Foreign Minister Mevlüt Çavuşoğlu and his Egyptian counterpart, Sameh Shoukry, will meet in New York on the sidelines of the United Nations General Assembly, the Egyptian Foreign Ministry has said.

In remarks to Today’s Zaman, Egyptian Foreign Ministry Spokesperson Badr Abdel-Ati said the two foreign ministers will meet in New York, but avoided giving details. “We are still working on the details of the meeting,” he said.

According to the World Bulletin, Abdel-Ati told a local channel late on Monday that it was the Turkish side that asked for the meeting. “Egypt has agreed to the meeting because there is no animosity towards or problems with the Turkish people,” he reportedly said.

Turkish Foreign Ministry sources declined to comment on the meeting.

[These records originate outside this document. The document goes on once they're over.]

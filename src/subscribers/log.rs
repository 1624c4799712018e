//! # Simple logging subscriber for debugging and demos.
//!
//! [`LogWriter`] prints events to stdout in a human-readable format.
//! This is primarily useful for development, debugging, and examples.
//!
//! ## Output format
//! ```text
//! [signal] SIGTERM
//! [started] worker=Worker-0 pid=4242
//! [restart-requested] names=Worker-0,Worker-1
//! [restarted] worker=Worker-0 pid=4310
//! [shutdown-requested]
//! [joined] worker=Worker-0 pid=4310
//! [terminated] worker=Worker-0
//! [manager-stopped]
//! ```

use async_trait::async_trait;

use crate::events::{Event, EventKind};
use crate::subscribers::Subscribe;

/// Simple stdout logging subscriber.
///
/// Enabled via the `logging` feature. Not intended for production use;
/// implement a custom [`Subscribe`] for structured logging or metrics.
pub struct LogWriter;

#[async_trait]
impl Subscribe for LogWriter {
    async fn on_event(&self, e: &Event) {
        match e.kind {
            EventKind::SignalReceived => {
                println!("[signal] {}", e.reason.as_deref().unwrap_or("unknown"));
            }
            EventKind::SignalListenerFailed => {
                println!(
                    "[signal-listener-failed] err={}",
                    e.reason.as_deref().unwrap_or("unknown")
                );
            }
            EventKind::ShutdownRequested => {
                println!("[shutdown-requested]");
            }
            EventKind::ManagerStopped => {
                println!("[manager-stopped]");
            }
            EventKind::ProcessStarted => {
                println!(
                    "[started] worker={:?} pid={:?}",
                    e.worker, e.pid
                );
            }
            EventKind::ProcessJoined => {
                println!("[joined] worker={:?} pid={:?}", e.worker, e.pid);
            }
            EventKind::ProcessTerminated => {
                println!("[terminated] worker={:?}", e.worker);
            }
            EventKind::RestartRequested => {
                println!(
                    "[restart-requested] names={}",
                    e.reason.as_deref().unwrap_or("all")
                );
            }
            EventKind::WorkerRestarted => {
                println!("[restarted] worker={:?} pid={:?}", e.worker, e.pid);
            }
        }
    }

    fn name(&self) -> &'static str {
        "log-writer"
    }
}
//! Process layer: lifecycle states, the process contract, and workers.
//!
//! ## Contents
//! - [`ProcessState`] ordered lifecycle enum (the `Joined` threshold drives
//!   the manager's join phase)
//! - [`ManagedProcess`] the contract the supervisor consumes; it never
//!   inspects process internals beyond it
//! - [`ProcessFactory`] / [`FactoryFn`] the entry-point seam producing a
//!   fresh process per worker slot
//! - [`CommandSpec`] / [`CommandProcess`] the bundled implementation backed
//!   by `tokio::process`
//! - [`Worker`] a named unit owning an ordered, non-empty process list

mod command;
mod process;
mod state;
mod worker;

pub use command::{CommandProcess, CommandSpec};
pub use process::{FactoryFn, ManagedProcess, ProcessFactory, ProcessRef};
pub use state::ProcessState;
pub use worker::Worker;

pub(crate) use command::terminate_pid;
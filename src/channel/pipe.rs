//! # Restart channel endpoints.
//!
//! [`restart_channel`] builds the publisher/subscriber pair that links an
//! external reload-trigger source (and the signal listener) to the
//! supervisor's monitor loop.
//!
//! ## Architecture
//! ```text
//! watcher ──(send_line / restart / restart_all)──┐
//!                                                ├──► mpsc ──► RestartSubscriber::poll
//! signal listener ──(shutdown sentinel)──────────┘              (in monitor loop)
//! ```
//!
//! ## Rules
//! - The publisher is cheap to clone; every clone feeds the same subscriber.
//! - Raw watcher lines are parsed at the boundary; the channel carries
//!   [`RestartMessage`] values only.
//! - Dropping every publisher closes the channel; the subscriber reports
//!   that as the shutdown sentinel (an absent peer cannot keep a fleet up).

use std::time::Duration;

use tokio::sync::mpsc;

use crate::channel::message::RestartMessage;

/// Creates a connected publisher/subscriber pair.
pub fn restart_channel() -> (RestartPublisher, RestartSubscriber) {
    let (tx, rx) = mpsc::unbounded_channel();
    (RestartPublisher { tx }, RestartSubscriber { rx })
}

/// Sending side of the restart channel.
#[derive(Clone, Debug)]
pub struct RestartPublisher {
    tx: mpsc::UnboundedSender<RestartMessage>,
}

impl RestartPublisher {
    /// Parses a raw wire line and publishes the resulting record.
    ///
    /// The empty string publishes the shutdown sentinel.
    pub fn send_line(&self, line: &str) {
        let _ = self.tx.send(RestartMessage::parse(line));
    }

    /// Requests a restart of the named workers (`None` = all transient).
    pub fn restart(&self, names: Option<Vec<String>>, files: Vec<String>) {
        let _ = self.tx.send(RestartMessage::Restart { names, files });
    }

    /// Requests a restart of every transient worker.
    pub fn restart_all(&self, files: Vec<String>) {
        self.restart(None, files);
    }

    /// Publishes the shutdown sentinel.
    pub fn shutdown(&self) {
        let _ = self.tx.send(RestartMessage::Shutdown);
    }
}

/// Receiving side of the restart channel.
#[derive(Debug)]
pub struct RestartSubscriber {
    rx: mpsc::UnboundedReceiver<RestartMessage>,
}

impl RestartSubscriber {
    /// Waits up to `timeout` for the next record.
    ///
    /// Returns `None` when nothing arrived within the window. A closed
    /// channel (all publishers dropped) yields the shutdown sentinel.
    pub async fn poll(&mut self, timeout: Duration) -> Option<RestartMessage> {
        match tokio::time::timeout(timeout, self.rx.recv()).await {
            Err(_elapsed) => None,
            Ok(Some(message)) => Some(message),
            Ok(None) => Some(RestartMessage::Shutdown),
        }
    }
}

#[cfg(test)]
mod tests {
    use super::*;

    const POLL: Duration = Duration::from_millis(20);

    #[tokio::test]
    async fn poll_times_out_when_idle() {
        let (_publisher, mut subscriber) = restart_channel();
        assert_eq!(subscriber.poll(POLL).await, None);
    }

    #[tokio::test]
    async fn records_arrive_in_order() {
        let (publisher, mut subscriber) = restart_channel();
        publisher.restart(Some(vec!["Worker-0".into()]), vec![]);
        publisher.shutdown();

        assert_eq!(
            subscriber.poll(POLL).await,
            Some(RestartMessage::Restart {
                names: Some(vec!["Worker-0".into()]),
                files: vec![],
            })
        );
        assert_eq!(subscriber.poll(POLL).await, Some(RestartMessage::Shutdown));
    }

    #[tokio::test]
    async fn closed_channel_reads_as_shutdown() {
        let (publisher, mut subscriber) = restart_channel();
        drop(publisher);
        assert_eq!(subscriber.poll(POLL).await, Some(RestartMessage::Shutdown));
    }

    #[tokio::test]
    async fn raw_lines_are_parsed_at_the_boundary() {
        let (publisher, mut subscriber) = restart_channel();
        publisher.send_line("__ALL_PROCESSES__:main.rs");

        assert_eq!(
            subscriber.poll(POLL).await,
            Some(RestartMessage::Restart {
                names: None,
                files: vec!["main.rs".into()],
            })
        );
    }
}
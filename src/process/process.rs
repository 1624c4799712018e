//! # Process contract and the factory seam.
//!
//! [`ManagedProcess`] is the contract the supervisor consumes: observable
//! state and pid plus the start/join/terminate/restart operations. The
//! supervisor never looks past it, so any process representation can sit
//! behind a worker slot (an OS child, a test double, a remote handle).
//!
//! [`ProcessFactory`] produces a fresh process for a worker slot. It is the
//! crate's entry-point seam: the worker's settings and any shared execution
//! context ride inside the factory (struct fields or closure captures).
//! [`FactoryFn`] adapts a plain closure.

use async_trait::async_trait;

use crate::error::ProcessError;
use crate::process::state::ProcessState;

/// Owned handle to a supervised process.
pub type ProcessRef = Box<dyn ManagedProcess>;

/// # One OS process plus its observable lifecycle.
///
/// Implementations must keep [`state`](ManagedProcess::state) monotonically
/// increasing, except through [`restart`](ManagedProcess::restart), which
/// installs a fresh process in the slot and may reset the state to
/// `Idle`/`Started`.
#[async_trait]
pub trait ManagedProcess: Send + Sync {
    /// Name of the worker this process belongs to.
    fn name(&self) -> &str;

    /// Current lifecycle stage.
    fn state(&self) -> ProcessState;

    /// Pid of the underlying OS process, once started.
    fn pid(&self) -> Option<u32>;

    /// Whether the OS process is currently running.
    fn is_alive(&self) -> bool;

    /// Starts the underlying process. Idempotent once started.
    async fn start(&mut self) -> Result<(), ProcessError>;

    /// Blocks until the process exits, then marks it reaped.
    ///
    /// A no-op at [`ProcessState::Joined`] or later.
    async fn join(&mut self) -> Result<(), ProcessError>;

    /// Requests process exit. Idempotent against dead processes.
    async fn terminate(&mut self) -> Result<(), ProcessError>;

    /// Replaces the underlying process with a fresh one.
    ///
    /// `reloaded_files` is an opaque changed-file hint forwarded from the
    /// restart channel.
    async fn restart(&mut self, reloaded_files: &[String]) -> Result<(), ProcessError>;
}

/// Produces a fresh [`ManagedProcess`] for a worker slot.
///
/// A factory is consulted once per process slot (at `manage` time and on
/// [`Worker::add_process`](crate::Worker::add_process)); restarts are
/// handled by the process itself.
pub trait ProcessFactory: Send + Sync {
    /// Creates a process for the worker with the given name.
    fn create(&self, name: &str) -> ProcessRef;
}

/// Function-backed process factory.
///
/// Wraps a closure that creates a new process per slot, the simplest way
/// to close over shared context:
///
/// ```rust
/// use procvisor::{CommandProcess, CommandSpec, FactoryFn, ProcessRef};
///
/// let spec = CommandSpec::new("my-server");
/// let factory = FactoryFn::new(move |name: &str| -> ProcessRef {
///     Box::new(CommandProcess::new(name, spec.clone()))
/// });
/// # let _ = factory;
/// ```
pub struct FactoryFn<F> {
    f: F,
}

impl<F> FactoryFn<F>
where
    F: Fn(&str) -> ProcessRef + Send + Sync,
{
    /// Creates a new function-backed factory.
    pub fn new(f: F) -> Self {
        Self { f }
    }
}

impl<F> ProcessFactory for FactoryFn<F>
where
    F: Fn(&str) -> ProcessRef + Send + Sync,
{
    fn create(&self, name: &str) -> ProcessRef {
        (self.f)(name)
    }
}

The meeting, confirmed by the Egyptian side, will be the first diplomatic talks since the coup that took place in the summer of 2013. Bilateral relations and regional developments in Gaza and Syria are expected to be on the agenda of the meeting between Çavuşoğlu and Shoukry.

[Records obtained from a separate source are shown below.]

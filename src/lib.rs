//! # procvisor
//!
//! **Procvisor** is a lightweight process-fleet supervisor for Rust.
//!
//! It lets a long-running service host multiple OS worker processes under
//! one controlling process, survive partial failures, live-restart a
//! subset of named workers, and turn OS termination signals into an
//! orderly shutdown sequence. The crate is designed as a building block
//! for higher-level servers and daemons.
//!
//! ## Architecture
//! ### Overview
//! ```text
//!     ┌──────────────┐   ┌──────────────┐   ┌──────────────┐
//!     │   Worker-0   │   │   Worker-1   │   │   reloader   │
//!     │  (transient) │   │  (transient) │   │  (durable)   │
//!     └──────┬───────┘   └──────┬───────┘   └──────┬───────┘
//!            ▼                  ▼                  ▼
//! ┌───────────────────────────────────────────────────────────────────┐
//! │  WorkerManager (supervising task)                                 │
//! │  - transient + durable worker collections                         │
//! │  - RestartSubscriber (polls for restart commands / sentinel)      │
//! │  - WorkerRegistry (shared worker-state table, supervisor pid)     │
//! │  - Bus (broadcast lifecycle events to subscribers)                │
//! └──────────────┬──────────────────────────────────┬─────────────────┘
//!                │                                  │
//!        OS processes (pid,                  signal listener
//!        start/join/terminate/restart)       (SIGINT / SIGTERM)
//! ```
//!
//! ### Lifecycle
//! ```text
//! WorkerManager::run()
//!   ├─► start()      spawn every process, record pids in the registry
//!   ├─► monitor()    loop {
//!   │                  poll restart channel (bounded by poll_interval)
//!   │                  ├─ Restart{names, files} ─► restart matching
//!   │                  │                           transient workers
//!   │                  └─ Shutdown sentinel ─► break
//!   │                }
//!   ├─► join()       scan fleet, reap state < Joined, repeat until none
//!   └─► terminate()  request exit of every tracked process
//!
//! Signal path (SIGINT / SIGTERM):
//!   listener ─► sentinel on restart channel ─► SignalReceived event
//!            ─► cancel shutdown token
//!   monitor  ─► observes token ─► SIGTERM to every alive pid ─► break
//! ```
//!
//! ## Features
//! | Area            | Description                                              | Key types / traits                        |
//! |-----------------|----------------------------------------------------------|-------------------------------------------|
//! | **Supervision** | Own, start, monitor, restart, and terminate the fleet.   | [`WorkerManager`], [`ManagerConfig`]       |
//! | **Processes**   | The consumed process contract and a command-backed impl. | [`ManagedProcess`], [`CommandSpec`]        |
//! | **Restart**     | Wire protocol + channel for live-reload triggers.        | [`RestartMessage`], [`restart_channel`]    |
//! | **Registry**    | Shared worker-state table with the supervisor pid.       | [`WorkerRegistry`], [`MAIN_REGISTRY_KEY`]  |
//! | **Observability**| Hook into lifecycle events (logging, metrics).          | [`Subscribe`], [`Event`], [`EventKind`]    |
//! | **Errors**      | Typed errors for the runtime and the process layer.      | [`SuperviseError`], [`ProcessError`]       |
//!
//! ## Optional features
//! - `logging`: exports a simple built-in [`LogWriter`] _(demo/reference only)_.
//!
//! ## Example
//! ```no_run
//! use procvisor::{
//!     restart_channel, CommandSpec, ManagerConfig, WorkerManager, WorkerRegistry,
//! };
//!
//! #[tokio::main]
//! async fn main() -> Result<(), Box<dyn std::error::Error>> {
//!     let cfg = ManagerConfig::default();
//!
//!     // The settings blob shared by every transient worker; it doubles
//!     // as the process factory.
//!     let spec = CommandSpec::new("my-server")
//!         .arg("--listen")
//!         .arg("0.0.0.0:8000");
//!
//!     let (publisher, subscriber) = restart_channel();
//!     let registry = WorkerRegistry::new();
//!
//!     // Keep a publisher clone for external reload triggers
//!     // (e.g., a filesystem watcher).
//!     let reloader = publisher.clone();
//!
//!     let mut manager =
//!         WorkerManager::new(cfg, 2, &spec, (publisher, subscriber), registry);
//!
//!     // Later, from the watcher: restart one worker with a file hint.
//!     reloader.send_line("Worker-0:src/handlers.rs");
//!
//!     // Blocks until a signal or an external shutdown sentinel arrives.
//!     manager.run().await?;
//!     Ok(())
//! }
//! ```

mod channel;
mod config;
mod core;
mod error;
mod events;
mod process;
mod subscribers;

// ---- Public re-exports ----

pub use channel::{restart_channel, RestartMessage, RestartPublisher, RestartSubscriber, ALL_PROCESSES};
pub use config::ManagerConfig;
pub use crate::core::{TermSignal, WorkerInfo, WorkerManager, WorkerRegistry, MAIN_REGISTRY_KEY};
pub use error::{ProcessError, SuperviseError};
pub use events::{Bus, Event, EventKind};
pub use process::{
    CommandProcess, CommandSpec, FactoryFn, ManagedProcess, ProcessFactory, ProcessRef,
    ProcessState, Worker,
};
pub use subscribers::Subscribe;

// Optional: expose a simple built-in logger subscriber (demo/reference).
// Enable with: `--features logging`
#[cfg(feature = "logging")]
pub use subscribers::LogWriter;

Turkey’s response to the Egyptian coup last year was seen by Egyptians as one of the most negative. Egypt expelled its Turkish ambassador and scaled back its diplomatic relations with Turkey to the level of chargé d’affaires on Nov. 23 due to then-Prime Minister and current President Recep Tayyip Erdoğan’s remarks backing ousted leader Mohammed Morsi. Ankara responded in kind, declaring Egypt’s ambassador to Turkey persona non grata.

Despite President Erdoğan’s harsh rhetoric criticizing the new Egyptian government, a diplomatic effort has been seen behind closed doors to mend ties between Cairo and Ankara. Then-President Abdullah Gül congratulated President Abdel Fattah el-Sisi — a former military chief who is believed to have played a key role in the ousting of Morsi, Egypt’s first democratically elected president — after Sisi was elected and Turkey’s chargé d’affaires in Cairo attended a ceremony marking Sisi’s swearing-in as president of Egypt, indicating the formal recognition by Ankara of the ex-army chief as Egypt’s new leader. However, Erdoğan has kept his hard-line position and said in a speech to EU ambassadors in Ankara that congratulating Sisi holds no meaning for Turkey, as it is unable to congratulate a coup regime.

Egypt did not send any congratulatory message to Erdoğan after his election as president in August.